3.        a. Pour l’établissement des faits pertinents, il y a lieu d’appliquer les principes ordinaires régissant la procédure en matière d’assurances sociales, à savoir, en particulier, la maxime inquisitoire, ainsi que les règles sur l’appréciation des preuves et le degré de la preuve.

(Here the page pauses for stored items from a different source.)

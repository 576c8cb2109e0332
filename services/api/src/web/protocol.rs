//! services/api/src/web/protocol.rs
//!
//! Defines the WebSocket message protocol between the browser client and the
//! API server for the timed quiz player.

use crate::web::dto::{AnswerDto, CertificateDto, QuizDto, QuizResultDto};
use serde::{Deserialize, Serialize};
use uuid::Uuid;

//=========================================================================================
// Messages Sent FROM the Client (Browser) TO the Server
//=========================================================================================

/// Represents the structured text messages a client can send to the server.
#[derive(Deserialize, Debug)]
#[serde(tag = "type", rename_all = "snake_case")]
pub enum ClientMessage {
    /// Opens the next attempt on a quiz and starts its countdown, if any.
    Start { quiz_id: Uuid },

    /// Records or replaces the answer to one question.
    Answer { question_id: Uuid, answer: AnswerDto },

    ClearAnswer { question_id: Uuid },

    /// Scores the attempt. Only the first submission counts.
    Submit,

    /// The player is being closed; abandons any running countdown.
    Close,
}

//=========================================================================================
// Messages Sent FROM the Server TO the Client (Browser)
//=========================================================================================

/// Represents the structured text messages the server can send to the client.
#[derive(Serialize, Debug, Clone)]
#[serde(tag = "type", rename_all = "snake_case")]
pub enum ServerMessage {
    AttemptStarted {
        quiz: QuizDto,
        attempt_number: u32,
        time_remaining: Option<u32>,
    },

    AnswerRecorded { question_id: Uuid },

    AnswerCleared { question_id: Uuid },

    /// One second of the countdown has elapsed.
    Tick { remaining: u32 },

    /// The attempt was scored. `automatic` is true when the countdown ran out.
    Submitted {
        attempt_number: u32,
        result: QuizResultDto,
        automatic: bool,
        certificates: Vec<CertificateDto>,
    },

    /// Reports an error to the client, which should display an error message.
    Error { message: String },
}
//! services/api/src/web/middleware.rs
//!
//! Authentication middleware for protecting routes.

use axum::{
    extract::{Request, State},
    http::{header, HeaderMap, StatusCode},
    middleware::Next,
    response::Response,
};
use std::sync::Arc;
use tracing::warn;

use crate::web::state::AppState;

/// Extracts the auth session id from the `session` cookie, if present.
pub fn session_cookie(headers: &HeaderMap) -> Option<&str> {
    headers
        .get(header::COOKIE)
        .and_then(|v| v.to_str().ok())?
        .split(';')
        .find_map(|c| c.trim().strip_prefix("session="))
        .filter(|id| !id.is_empty())
}

/// Middleware that validates the auth session cookie and extracts the user_id.
///
/// If valid, inserts the user_id into request extensions for handlers to use.
/// If invalid or missing, returns 401 Unauthorized.
pub async fn require_auth(
    State(state): State<Arc<AppState>>,
    mut req: Request,
    next: Next,
) -> Result<Response, StatusCode> {
    let auth_session_id = session_cookie(req.headers())
        .ok_or(StatusCode::UNAUTHORIZED)?
        .to_string();

    let user_id = state
        .db
        .validate_auth_session(&auth_session_id)
        .await
        .map_err(|e| {
            warn!("Rejected auth session: {:?}", e);
            StatusCode::UNAUTHORIZED
        })?;

    req.extensions_mut().insert(user_id);
    Ok(next.run(req).await)
}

b. La maxime inquisitoire signifie que l’assureur social et, en cas de litige, le juge, établissent d’office les faits déterminants, avec la collaboration des parties, sans être liés par les faits allégués et les preuves offertes par les parties, en s’attachant à le faire de manière correcte, complète et objective afin de découvrir la réalité matérielle (art. 43 LPGA; art. 19 s., 22 ss, 76 et 89A LPA; Ghislaine FRÉSARD FELLAY / Bettina KAHIL-WOLFF / Stéphanie PERRENOUD, Droit suisse de la sécurité sociale, vol. II, 2015, p. 499 s.). Les parties ont l’obligation d’apporter, dans la mesure où cela peut être raisonnablement exigé d’elles, les preuves commandées par la nature du litige et des faits invoqués; à défaut, elles s’exposent à devoir supporter les conséquences de l’absence de preuve (art. 28 LPGA; ATF 125 V 193 consid. 2; 122 V 157 consid. 1a; 117 V 261 consid. 3b et les références).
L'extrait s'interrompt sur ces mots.